You can at least approximate colored noise by altering the spectrum of white noise. The following are some definitions of colored noise
\begin{equation} S_{pink}(f) = \frac{S_{0}}{f^{\alpha}} \end{equation}
where $\alpha$ is close to 1,
\begin{equation} S_{brown}(f) = \frac{S_{0}}{f^{2}}\end{equation}
\begin{equation} S_{blue}(f) = S_{0}f\end{equation}
You can see more here. I'm not a python person, so I'm not going to write python, but the basic procedure is something like: generate white noise $\rightarrow$ N-D FFT $\rightarrow$ N-D filter (e.g. for pink noise dot multiply the white noise spectrum by $\frac{1}{f}$) $\rightarrow$ N-D IFFT. This will give you an approximation of your desired colored noise.
For generating a covariance (correlation) matrix, the function you are likely looking for is spectrum's corrmtx, which is equivalent to Matlab's corrmtx. This will give you a correlation matrix estimate for 1-D data via time-averaging. However, you seemed confused on what the correlation matrix is and how to find it. For a data vector
\begin{equation}\underline{x}=\begin{bmatrix}x(0) & x(1) & \cdots & x(N-1)\end{bmatrix}^{T}\end{equation}
The correlation matrix is defined as
\begin{equation} R_{xx} = E\{\underline{x}\,\underline{x}^{H}\}\end{equation}
This means that the correlation matrix is the ensemble averaged outer product, and thus represents the complete set of statistical second moments of a data vector $\underline{x}$. Theoretically, for a vector of length $N$, the correlation matrix is an $N$-by-$N$ matrix.
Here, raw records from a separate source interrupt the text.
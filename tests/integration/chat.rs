use anyhow::Result;

use crate::*;

/// Two nodes, one connection, chat in both directions.
#[tokio::test(flavor = "multi_thread", worker_threads = 2)]
async fn test_two_node_chat() -> Result<()> {
    let alice = TestNode::spawn("alice").await?;
    let bob = TestNode::spawn("bob").await?;

    alice.connect(&bob).await?;
    wait_for_mesh(&[&alice, &bob]).await?;
    assert_eq!(alice.node.connection_count(), 1);
    assert_eq!(bob.node.connection_count(), 1);

    alice.node.broadcast_user_text("hello bob").await?;
    bob.node.broadcast_user_text("hi alice").await?;

    wait_until("bob hears alice", || bob.received() == vec!["hello bob"]).await?;
    wait_until("alice hears bob", || alice.received() == vec!["hi alice"]).await?;

    assert!(bob.shown()[0].ends_with("alice: hello bob"), "{:?}", bob.shown());
    assert!(alice.shown()[0].ends_with("bob: hi alice"), "{:?}", alice.shown());

    let dump = alice.node.history().dump();
    assert!(dump.contains("alice (you): hello bob"), "{dump}");
    assert!(dump.contains("bob: hi alice"), "{dump}");

    alice.node.shutdown().await;
    bob.node.shutdown().await;
    Ok(())
}

/// Separator and escape characters survive the trip.
#[tokio::test(flavor = "multi_thread", worker_threads = 2)]
async fn test_special_characters_round_trip() -> Result<()> {
    let alice = TestNode::spawn("al|ice").await?;
    let bob = TestNode::spawn("bob").await?;
    alice.connect(&bob).await?;
    wait_for_mesh(&[&alice, &bob]).await?;

    let text = r"pipes | and \ backslashes \| mixed";
    alice.node.broadcast_user_text(text).await?;
    wait_until("bob receives", || bob.received().len() == 1).await?;

    let entry = &bob.node.history().entries_in(parley_services::Direction::Inbound)[0];
    assert_eq!(entry.text, text);
    assert_eq!(entry.from, "al|ice");

    alice.node.shutdown().await;
    bob.node.shutdown().await;
    Ok(())
}

/// Both nodes dial each other at once. Each ends up with a single link and
/// both keep the same one.
#[tokio::test(flavor = "multi_thread", worker_threads = 2)]
async fn test_crossed_dials_leave_one_link() -> Result<()> {
    let alice = TestNode::spawn("alice").await?;
    let bob = TestNode::spawn("bob").await?;

    let (a, b) = tokio::join!(alice.connect(&bob), bob.connect(&alice));
    a?;
    b?;
    wait_until("one link each way", || {
        alice.node.connection_count() == 1 && bob.node.connection_count() == 1
    })
    .await?;
    settle().await;
    assert!(alice.is_connected_to(&bob) && bob.is_connected_to(&alice));

    alice.node.broadcast_user_text("one copy").await?;
    wait_until("bob receives", || bob.received().len() == 1).await?;
    settle().await;
    assert_eq!(bob.received(), vec!["one copy"]);

    alice.node.shutdown().await;
    bob.node.shutdown().await;
    Ok(())
}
Estimating via time-averaging will typically decrease the size of the estimated correlation matrix.
Estimating the correlation matrix for 2-D data, for example, will result in a block diagonal matrix. Estimating correlation matrices of 2-D or higher dimensional data is pretty conceptually challenging, so I would start with 1-D and make sure you understand that.
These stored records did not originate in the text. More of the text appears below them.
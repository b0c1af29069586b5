use anyhow::Result;

use crate::*;

/// A departing node says BYE; the survivor drops the connection and keeps
/// running.
#[tokio::test(flavor = "multi_thread", worker_threads = 2)]
async fn test_shutdown_notifies_peers() -> Result<()> {
    let alice = TestNode::spawn("alice").await?;
    let bob = TestNode::spawn("bob").await?;
    alice.connect(&bob).await?;
    wait_for_mesh(&[&alice, &bob]).await?;

    alice.node.shutdown().await;
    alice.node.shutdown().await;
    assert!(!alice.node.is_running());
    assert_eq!(alice.node.connection_count(), 0);

    wait_until("bob drops alice", || bob.node.connection_count() == 0).await?;
    wait_until("bob notes the goodbye", || {
        bob.notices().iter().any(|n| n == "alice left")
    })
    .await?;
    assert!(bob.node.is_running());

    // Alice is gone: dialing her again only leaves a notice.
    bob.node.connect_to("127.0.0.1", alice.port()).await?;
    assert_eq!(bob.node.connection_count(), 0);
    assert!(bob.notices().iter().any(|n| n.starts_with("could not connect")));

    // Chat with nobody connected is still recorded locally.
    bob.node.broadcast_user_text("anyone?").await?;
    assert_eq!(bob.node.history().entries_in(parley_services::Direction::Outbound).len(), 1);

    bob.node.shutdown().await;
    Ok(())
}

/// Shutting down one node of three leaves the other two connected.
#[tokio::test(flavor = "multi_thread", worker_threads = 2)]
async fn test_survivors_keep_chatting() -> Result<()> {
    let a = TestNode::spawn("a").await?;
    let b = TestNode::spawn("b").await?;
    let c = TestNode::spawn("c").await?;
    a.connect(&b).await?;
    b.connect(&c).await?;
    c.connect(&a).await?;
    wait_for_mesh(&[&a, &b, &c]).await?;

    b.node.shutdown().await;
    wait_until("b gone from both", || {
        !a.is_connected_to(&b) && !c.is_connected_to(&b)
    })
    .await?;
    assert!(a.is_connected_to(&c) && c.is_connected_to(&a));

    a.node.broadcast_user_text("still here").await?;
    wait_until("c receives", || c.received() == vec!["still here"]).await?;

    a.node.shutdown().await;
    c.node.shutdown().await;
    Ok(())
}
EDIT 1: Question about Covariance Matrix vs. Correlation Matrix
Wikipedia's explanation doesn't seem right. The covariance matrix is defined as
\begin{equation}K_{xx} = E\{(\underline{x}-\mu_{x})(\underline{x}-\mu_{x})^{H}\}\end{equation}
where $\mu_{x}$ is assumed constant for a Wide-Sense Stationary random process. For noise to be white, it must be zero-mean. There are several stack exchange posts on this, I'll link this one. This means, for white noise,
\begin{equation} R_{xx} = K_{xx} = \sigma_{0}^{2}I\end{equation}
where $I$ is the identity matrix.
Practically speaking, any property that applies to the correlation matrix also applies to the covariance matrix, although the converse is not true. I find estimating covariance matrix to be more tedious and doesn't always provide a huge benefit, especially when dealing with higher dimensional data, but there very well could be practical use for it that I'm unaware of. To estimate it, you have to subtract off the mean.
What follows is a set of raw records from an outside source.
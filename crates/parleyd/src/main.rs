//! parleyd — serverless LAN chat node.

use std::io::{BufRead, Write};
use std::path::PathBuf;
use std::sync::Arc;

use anyhow::{Context, Result};
use clap::Parser;
use tokio::sync::mpsc;
use tracing_subscriber::EnvFilter;

use parley_core::addr::split_host_port;
use parley_core::config::ParleyConfig;
use parley_services::DisplaySink;
use parleyd::console::{self, parse_command};
use parleyd::{DiscoveryService, Node, NodeOptions};

/// Name used when none is configured and the prompt is left blank.
const ANONYMOUS: &str = "anon";

#[derive(Parser)]
#[command(author, version, about = "Serverless peer-to-peer chat for the local network", long_about = None)]
struct Cli {
    /// Display name sent to peers
    #[arg(short, long)]
    name: Option<String>,

    /// TCP port to accept peers on (0 = any free port)
    #[arg(short, long)]
    port: Option<u16>,

    /// Do not relay received messages to other peers
    #[arg(long)]
    no_forward: bool,

    /// Disable LAN multicast discovery
    #[arg(long)]
    no_discovery: bool,

    /// Peer to connect to at startup; repeatable
    #[arg(short, long, value_name = "HOST:PORT")]
    connect: Vec<String>,

    /// Configuration file path
    #[arg(long)]
    config: Option<PathBuf>,
}

#[tokio::main]
async fn main() -> Result<()> {
    tracing_subscriber::fmt()
        .with_env_filter(
            EnvFilter::try_from_default_env().unwrap_or_else(|_| EnvFilter::new("warn")),
        )
        .with_writer(std::io::stderr)
        .init();

    let cli = Cli::parse();
    let mut config = load_config(cli.config.clone());
    if let Some(name) = cli.name {
        config.identity.username = name;
    }
    if let Some(port) = cli.port {
        config.network.listen_port = port;
    }
    if cli.no_forward {
        config.network.forward = false;
    }
    if cli.no_discovery {
        config.discovery.enabled = false;
    }
    if config.identity.username.trim().is_empty() {
        let answer = prompt("username: ")?;
        config.identity.username = if answer.is_empty() {
            ANONYMOUS.to_string()
        } else {
            answer
        };
    }

    let display: Arc<dyn DisplaySink> = Arc::new(|line: &str| println!("{line}"));
    let node = Node::new(NodeOptions::from_config(&config).with_display(display))?;
    let port = node.start().await.context("failed to start node")?;
    tracing::info!(port, forward = config.network.forward, "parleyd started");
    println!("{} listening on port {port}, /help for commands", node.username());

    let discovery = if config.discovery.enabled {
        match DiscoveryService::start(node.clone(), &config.discovery).await {
            Ok(d) => Some(d),
            Err(e) => {
                tracing::warn!(error = %e, "discovery unavailable");
                node.history()
                    .record_system(format!("discovery unavailable: {e}"));
                println!("! discovery unavailable: {e}");
                None
            }
        }
    } else {
        None
    };

    for target in &cli.connect {
        match split_host_port(target) {
            Ok((host, port)) => node.connect_to(host, port).await?,
            Err(e) => println!("! ignoring --connect {target}: {e}"),
        }
    }

    // ── Console loop ─────────────────────────────────────────────────────────

    node.spawn_signal_hook();
    let mut shutdown_rx = node.subscribe_shutdown();
    let mut lines = stdin_lines();

    loop {
        tokio::select! {
            _ = shutdown_rx.recv() => break,
            line = lines.recv() => {
                let Some(line) = line else { break };
                let Some(cmd) = parse_command(&line) else { continue };
                if console::execute(cmd, &node, discovery.as_ref()).await.is_break() {
                    break;
                }
            }
        }
    }

    if let Some(discovery) = &discovery {
        discovery.close().await;
    }
    node.shutdown().await;
    Ok(())
}

fn load_config(path: Option<PathBuf>) -> ParleyConfig {
    let loaded = match path {
        Some(path) => ParleyConfig::load_from(path),
        None => {
            if let Err(e) = ParleyConfig::write_default_if_missing() {
                tracing::warn!(error = %e, "failed to write default config");
            }
            ParleyConfig::load()
        }
    };
    loaded.unwrap_or_else(|e| {
        tracing::warn!(error = %e, "failed to load config, using defaults");
        ParleyConfig::default()
    })
}

fn prompt(label: &str) -> Result<String> {
    print!("{label}");
    std::io::stdout().flush()?;
    let mut answer = String::new();
    std::io::stdin()
        .read_line(&mut answer)
        .context("failed to read from stdin")?;
    Ok(answer.trim().to_string())
}

/// Console lines from a dedicated thread. Blocking stdin reads must not
/// hold up runtime shutdown; the channel closes on EOF.
fn stdin_lines() -> mpsc::Receiver<String> {
    let (tx, rx) = mpsc::channel(16);
    std::thread::spawn(move || {
        for line in std::io::stdin().lock().lines() {
            match line {
                Ok(line) => {
                    if tx.blocking_send(line).is_err() {
                        break;
                    }
                }
                Err(e) => {
                    tracing::warn!(error = %e, "stdin read failed");
                    break;
                }
            }
        }
    });
    rx
}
Responding to your updated question, that is not how you would calculate the covariance matrix. You would still use the corrmtx function, but your data input would be the data with the mean subtracted off. If you wanted to mimic ensemble averaging, you could form an $N$-by-$M$ matrix that contains $M$ draws of an $N$ length random vector, where $M \gg N$. You would then take the outer product of each row and then average the $M$ outer products.